The restaurant’s açorda had once been a bone of contention with me. When Alfama first opened in the West Village six years ago, intent on attracting a gay clientele by dressing waiters in white sailor suits with blue-ribboned hats, the chef created a menu of transformed Portuguese standards that resembled their originals in name only. Açorda—a homely dish I’d learned to love in Portugal—was transformed into a fancy shrimp flan, with none of the comfort-food value of the original. Other Portuguese fare I earnestly craved was nowhere to be found.

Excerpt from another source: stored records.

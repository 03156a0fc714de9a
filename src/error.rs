use thiserror::Error;

#[derive(Error, Debug)]
pub enum OpsError {
    #[error("missing credentials: provide --token or --email + --api-key")]
    MissingCloudflareAuth,

    #[error("missing GitHub token: pass --token or set GITHUB_TOKEN")]
    MissingGithubToken,

    #[error("missing account id: pass --account or set CLOUDFLARE_ACCOUNT_ID")]
    MissingAccount,

    #[error("api error: {0}")]
    Api(String),

    #[error("unexpected response: missing result payload")]
    EmptyResult,

    #[error("record not found: {0}")]
    RecordNotFound(String),

    #[error("tunnel not found: {0}")]
    TunnelNotFound(String),

    #[error("no zones available for this account")]
    NoZones,

    #[error("invalid host address: {0}")]
    InvalidHost(String),

    #[error("invalid repository: {0} (expected owner/repo)")]
    InvalidRepo(String),

    #[error("invalid secret name: {name} ({reason})")]
    InvalidSecretName { name: String, reason: String },

    #[error("invalid key: {0}")]
    InvalidKey(String),

    #[error("encryption failed: {0}")]
    Encrypt(String),

    #[error("deploy failed: {0}")]
    Deploy(String),

    #[error("env file error: {0}")]
    EnvFile(String),

    #[error("patch failed: {0}")]
    Patch(String),

    #[error("{0} required in non-interactive mode")]
    NonInteractive(&'static str),

    #[error("{failed} of {total} operations failed")]
    Partial { failed: usize, total: usize },

    #[error("operation cancelled")]
    Cancelled,

    #[error("http error: {0}")]
    Http(#[from] reqwest::Error),

    #[error("ssh session error: {0}")]
    Ssh(#[from] ssh2::Error),

    #[error("prompt error: {0}")]
    Prompt(#[from] dialoguer::Error),

    #[error("io error: {0}")]
    Io(#[from] std::io::Error),

    #[error("json error: {0}")]
    Json(#[from] serde_json::Error),
}

pub type Result<T> = std::result::Result<T, OpsError>;
//! Opskit - command-line utilities for bootstrapping a small infrastructure stack.
//!
//! # Architecture
//!
//! ```text
//! src/
//! ├── cli/              # Command-line interface
//! │   ├── dns           # DNS record management (list/add/upsert/delete/proxy)
//! │   ├── tunnel        # Tunnel lifecycle and deployment
//! │   ├── secrets       # CI secret uploads from env files
//! │   ├── key           # SSH key generation, deployment, upload
//! │   ├── patch         # Ansible-on-Windows patcher
//! │   ├── menu          # Interactive entry point (no subcommand given)
//! │   └── output        # Styled terminal output helpers
//! ├── core/             # Provider-independent logic
//! │   ├── reconcile     # Lookup-then-write upsert contract
//! │   ├── validation    # Secret names, host literals, key formats
//! │   ├── envfile       # KEY=VALUE file parsing and discovery
//! │   └── creds         # Credential resolution (flags > env > prompt)
//! ├── cloudflare/       # DNS + tunnel provider API client
//! ├── github/           # CI secrets store API client + sealed boxes
//! ├── ssh               # Two-tier public key deployment
//! └── patcher           # Textual patch logic for the automation tool
//! ```
//!
//! Every operation is synchronous and strictly sequential: each HTTP or SSH
//! round trip completes before the next action starts, and no failure is
//! retried automatically.

pub mod cli;
pub mod cloudflare;
pub mod core;
pub mod error;
pub mod github;
pub mod patcher;
pub mod ssh;
//! Shell completion generation.

use clap::CommandFactory;
use clap_complete::Shell;

use super::Cli;

pub fn run(shell: Shell) {
    let mut cmd = Cli::command();
    let name = cmd.get_name().to_string();
    clap_complete::generate(shell, &mut cmd, name, &mut std::io::stdout());
}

The dining room at Alfama has always been charming. Tables flank a long bar in front of the L-shaped room, while more tables run along a banquette at the rear. A Brazilian guitarist doodles samba, doubling on a kazoo that makes him sound like Satchmo. A picture composed of cerulean ceramic tiles, showing houses massed on a hillside overlooking the sea, dominates the rear wall. Welcome to Alfama, the ancient Lisbon neighborhood for which the restaurant is named.
Tuesday offers another special menu. The $35 repast encompasses four courses reflecting Portugal’s colonial past. This time there are no options. A marvelous appetizer of pork-shrimp meatballs with a sweet and salty dipping sauce comes from Macau, the former Portuguese colony adjacent to Hong Kong. The second course is a Brazilian muqueca, a seafood assortment swimming in coconut milk. Having been seduced by the hot crusty rolls in the breadbasket, I was nearly full after scarfing the muqueca. Which is lucky, because the next course—an Angolan piri-piri chicken—was edible, but not spectacular. Chewing the denuded chicken breast dabbed with hot sauce I wondered, who ate the crispy skin? But the meal ended satisfactorily with a Malaysian jelly drink as good as anything found in Chinatown.

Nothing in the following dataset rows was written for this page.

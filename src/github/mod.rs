//! CI secrets store API client (GitHub-shaped).

pub mod secrets;

use std::fmt;
use std::str::FromStr;
use std::time::Duration;

use reqwest::blocking::RequestBuilder;
use reqwest::{Method, StatusCode};
use serde::Deserialize;
use tracing::debug;

use crate::error::{OpsError, Result};

/// API base URL.
pub const API_BASE: &str = "https://api.github.com";

const HTTP_TIMEOUT: Duration = Duration::from_secs(30);
const USER_AGENT: &str = concat!("opskit/", env!("CARGO_PKG_VERSION"));

/// An `owner/repo` repository reference.
#[derive(Debug, Clone, PartialEq, Eq)]
pub struct RepoRef {
    pub owner: String,
    pub name: String,
}

impl FromStr for RepoRef {
    type Err = OpsError;

    fn from_str(s: &str) -> Result<Self> {
        let Some((owner, name)) = s.split_once('/') else {
            return Err(OpsError::InvalidRepo(s.to_string()));
        };
        if owner.is_empty() || name.is_empty() || name.contains('/') {
            return Err(OpsError::InvalidRepo(s.to_string()));
        }
        Ok(Self {
            owner: owner.to_string(),
            name: name.to_string(),
        })
    }
}

impl fmt::Display for RepoRef {
    fn fmt(&self, f: &mut fmt::Formatter<'_>) -> fmt::Result {
        write!(f, "{}/{}", self.owner, self.name)
    }
}

/// The repository's current secrets public key. Rotates server-side, so it
/// must be fetched fresh immediately before each encryption.
#[derive(Debug, Clone, Deserialize)]
pub struct RepoPublicKey {
    pub key_id: String,
    pub key: String,
}

/// Blocking API client.
pub struct Client {
    http: reqwest::blocking::Client,
    base: String,
    token: String,
}

impl Client {
    pub fn new(token: String) -> Result<Self> {
        Self::with_base(token, API_BASE)
    }

    pub fn with_base(token: String, base: &str) -> Result<Self> {
        let http = reqwest::blocking::Client::builder()
            .timeout(HTTP_TIMEOUT)
            .user_agent(USER_AGENT)
            .build()?;
        Ok(Self {
            http,
            base: base.trim_end_matches('/').to_string(),
            token,
        })
    }

    fn request(&self, method: Method, path: &str) -> RequestBuilder {
        self.http
            .request(method, format!("{}{}", self.base, path))
            .header("Authorization", format!("token {}", self.token))
            .header("Accept", "application/vnd.github.v3+json")
    }

    /// Verify the token can see the repository before doing any work.
    pub fn check_repo(&self, repo: &RepoRef) -> Result<()> {
        let resp = self
            .request(Method::GET, &format!("/repos/{}", repo))
            .send()?;

        match resp.status() {
            StatusCode::OK => Ok(()),
            StatusCode::NOT_FOUND => Err(OpsError::Api(format!(
                "repository {} does not exist or is not accessible",
                repo
            ))),
            StatusCode::UNAUTHORIZED => {
                Err(OpsError::Api("token is invalid or expired".to_string()))
            }
            status => Err(OpsError::Api(format!(
                "repository check failed ({}): {}",
                status,
                resp.text()?.trim()
            ))),
        }
    }

    /// Fetch the current public key and its identifier for a repository.
    pub fn public_key(&self, repo: &RepoRef) -> Result<RepoPublicKey> {
        let resp = self
            .request(
                Method::GET,
                &format!("/repos/{}/actions/secrets/public-key", repo),
            )
            .send()?;

        let status = resp.status();
        if !status.is_success() {
            return Err(OpsError::Api(format!(
                "fetching public key failed ({}): {}",
                status,
                resp.text()?.trim()
            )));
        }

        let key: RepoPublicKey = resp.json()?;
        debug!(key_id = %key.key_id, "fetched repository public key");
        Ok(key)
    }

    /// Upload an already-encrypted secret. 201 (created) and 204 (updated)
    /// are success; anything else fails with the raw response body.
    pub fn put_secret(
        &self,
        repo: &RepoRef,
        name: &str,
        encrypted_value: &str,
        key_id: &str,
    ) -> Result<()> {
        let payload = serde_json::json!({
            "encrypted_value": encrypted_value,
            "key_id": key_id,
        });

        let resp = self
            .request(
                Method::PUT,
                &format!("/repos/{}/actions/secrets/{}", repo, name),
            )
            .json(&payload)
            .send()?;

        match resp.status() {
            StatusCode::CREATED | StatusCode::NO_CONTENT => Ok(()),
            status => Err(OpsError::Api(format!(
                "upload failed ({}): {}",
                status,
                resp.text()?.trim()
            ))),
        }
    }
}

#[cfg(test)]
mod tests {
    use super::*;

    #[test]
    fn test_repo_ref_parses() {
        let repo: RepoRef = "octo/tools".parse().unwrap();
        assert_eq!(repo.owner, "octo");
        assert_eq!(repo.name, "tools");
        assert_eq!(repo.to_string(), "octo/tools");
    }

    #[test]
    fn test_repo_ref_rejects_malformed() {
        assert!("no-slash".parse::<RepoRef>().is_err());
        assert!("/missing-owner".parse::<RepoRef>().is_err());
        assert!("owner/".parse::<RepoRef>().is_err());
        assert!("a/b/c".parse::<RepoRef>().is_err());
    }

    #[test]
    fn test_public_key_decodes() {
        let body = r#"{"key_id":"568250167242549743","key":"nx6+Zt2C7euOFSIiqhAwEyY5Ne1U5h1r79v06hH88F0="}"#;
        let key: RepoPublicKey = serde_json::from_str(body).unwrap();
        assert_eq!(key.key_id, "568250167242549743");
    }
}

Those memorable meals led me to return to Alfama on a regular evening. The appetizers proved every bit as good as we hoped, especially a plump chourico sausage ($9) grilled tableside in a clay contraption over flaming brandy, and an assortment of three cheeses aged to perfection, one a creamy goat with a cracked-pepper crust. The entrées, though, turned out disappointing. A lamb shank ($28) served with mashed potatoes, while generous and well prepared in its dark wine sauce, could have been carried out from a French bistro; ditto for a doctrinaire duck confit. Finally, a traditional dish of salt cod, skin intact, in a vinegar-laced broth was too austere to be satisfying. The moral of the story: Alfama is best visited on a Monday or a Tuesday.